There were a few things I kept concentrating on last spring in the lead-up to packing all of our belongings and cleaning out the Liar House; one of these was the opportunity to soak in a hot spring, and the other was playing in a pool with my friends’ cute and fun 2-year-old. The hot spring went exceedingly well, but the pool event, not so much.
Oh, the kid had a blast, so no worries about that. I however was my usual klutzy self and while fetching his ball for him, managed to careen down some steps in the water, and sprain the knee I’d hurt in 2008. Because I was in said pool, the act of spraining my knee joint happened in apparent slow-motion: stepping, stepping, ooooooooooh noooooooooo, owwwwwwww.

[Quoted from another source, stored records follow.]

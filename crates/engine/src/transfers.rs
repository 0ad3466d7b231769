//! Transfer entries: money moved from one account to another.
//!
//! Transfers live in their own ledger. They never touch source closing
//! balances; they show up in history feeds and in their own totals.

use chrono::{DateTime, NaiveDate, Utc};
use sea_orm::{ActiveValue, entity::prelude::*};
use serde::{Deserialize, Serialize};

use crate::{Channel, Direction, EngineError, Money, ResultEngine};

#[derive(Clone, Debug, PartialEq, Serialize, Deserialize)]
pub struct TransferEntry {
    pub id: i64,
    pub date: NaiveDate,
    pub from_holder: String,
    pub from_source: String,
    pub from_account_ref: String,
    pub to_holder: String,
    pub to_source: String,
    pub to_account_ref: String,
    pub amount: Money,
    pub direction: Direction,
    pub channel: Channel,
    pub created_at: DateTime<Utc>,
}

impl TransferEntry {
    pub fn signed_amount(&self) -> Money {
        match self.direction {
            Direction::Credit => self.amount,
            Direction::Debit => -self.amount,
        }
    }
}

/// Input for a new transfer.
#[derive(Clone, Debug, PartialEq)]
pub struct NewTransfer {
    pub date: NaiveDate,
    pub from_holder: String,
    pub from_source: String,
    pub from_account_ref: String,
    pub to_holder: String,
    pub to_source: String,
    pub to_account_ref: String,
    pub amount: Money,
    pub direction: Direction,
    pub channel: Channel,
}

#[derive(Clone, Debug, PartialEq, DeriveEntityModel)]
#[sea_orm(table_name = "transfers")]
pub struct Model {
    #[sea_orm(primary_key)]
    pub id: i64,
    pub date: Date,
    pub from_holder: String,
    pub from_source: String,
    pub from_account_ref: String,
    pub to_holder: String,
    pub to_source: String,
    pub to_account_ref: String,
    pub amount_minor: i64,
    pub direction: String,
    pub channel: Option<String>,
    pub created_at: DateTimeUtc,
}

#[derive(Copy, Clone, Debug, EnumIter, DeriveRelation)]
pub enum Relation {}

impl ActiveModelBehavior for ActiveModel {}

impl From<&NewTransfer> for ActiveModel {
    fn from(value: &NewTransfer) -> Self {
        Self {
            id: ActiveValue::NotSet,
            date: ActiveValue::Set(value.date),
            from_holder: ActiveValue::Set(value.from_holder.clone()),
            from_source: ActiveValue::Set(value.from_source.clone()),
            from_account_ref: ActiveValue::Set(value.from_account_ref.clone()),
            to_holder: ActiveValue::Set(value.to_holder.clone()),
            to_source: ActiveValue::Set(value.to_source.clone()),
            to_account_ref: ActiveValue::Set(value.to_account_ref.clone()),
            amount_minor: ActiveValue::Set(value.amount.cents()),
            direction: ActiveValue::Set(value.direction.as_str().to_string()),
            channel: ActiveValue::Set(Some(value.channel.as_str().to_string())),
            created_at: ActiveValue::Set(Utc::now()),
        }
    }
}

impl TryFrom<Model> for TransferEntry {
    type Error = EngineError;

    fn try_from(model: Model) -> ResultEngine<Self> {
        Ok(Self {
            id: model.id,
            date: model.date,
            from_holder: model.from_holder,
            from_source: model.from_source,
            from_account_ref: model.from_account_ref,
            to_holder: model.to_holder,
            to_source: model.to_source,
            to_account_ref: model.to_account_ref,
            amount: Money::new(model.amount_minor),
            direction: Direction::try_from(model.direction.as_str())?,
            channel: Channel::from_stored(model.channel.as_deref()),
            created_at: model.created_at,
        })
    }
}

I carefully balanced on my not-just-sprained leg and cheered him on. And I did manage to get his ball back to him.
The rest of our trip has been joyfully uneventful of injury, if not sodden in 50+ percent humidity. I grew up in a swamp, I should know how to deal with this by now. For someone who has lived 38 of 40 years in dire summer heat and damp air, I really have gained very little in terms of strategies for contending with the climate. My best trick is to duck into a place with air conditioning. So it is that I’ve only progressed to 1957 standards for heat-busting technology. Not exactly a genius on this score is me.
But our two trips to the pool were interesting for getting to see toddler politics and drama in action.
Our little friend had brought two simple toys with him: the aforementioned, knee-killing ball, and a little toy boat. Say that 10 times fast. Given that parents want even 2-year-olds to appreciate the value of sharing, there still comes a time when hey, that toy is theirs and they get to play with it, too. I watched the pulling matches and the open-mouthed shock at other kids’ rudeness from our little friend’s perspective like I were viewing the war over Helen from a front-row seat.
From my vantage seat, I discerned the following rules: If there is a toy just floating in the water, it is fair game for anyone to play with it, at least for a few minutes. If the free-use toy is handed off to another child who also isn’t the owner, that kid may have to relinquish the object at any time, and they are expected to offer no resistance. If a toy is clearly in it’s owner’s use, another child may ask to see and/or play with that toy by simply putting out a hand as a sign of greeting and interest. They should also feel free, apparently, to add a verbalization—anything from “ahhhh?” to “can I see that, please?” is acceptable, depending on their fluency with language. While it is the toy owner’s prerogative not to hand over the toy, it is very bad form to say no to a polite request. Grabbing the toy from the owner is right out, and will summon apologetic parents from wherever they’ve been lounging, with the unfortunate result that the grabber is removed from the interaction, perchance the entire pool area, and most certainly will have to hand over the object un-played-with. When the toy owner does give the toy to the requester, that temporary user may play with the toy for a while, even for an extended amount of time, like 10 minutes. The amount of time appears to be commensurate with their concentration time.
I watched and learned. Sunlight reflected off of the broken water where the children stood. The fountain pumped joyfully behind them as they learned to share. And somewhere, off in the distance, I could hear Zarathustra’s epic music from 2001: A Space Odyssey. Sharing among the humans had been learned. Next, how to make fire.
But if he needed me to run after his ball again, well, that wasn’t going to happen.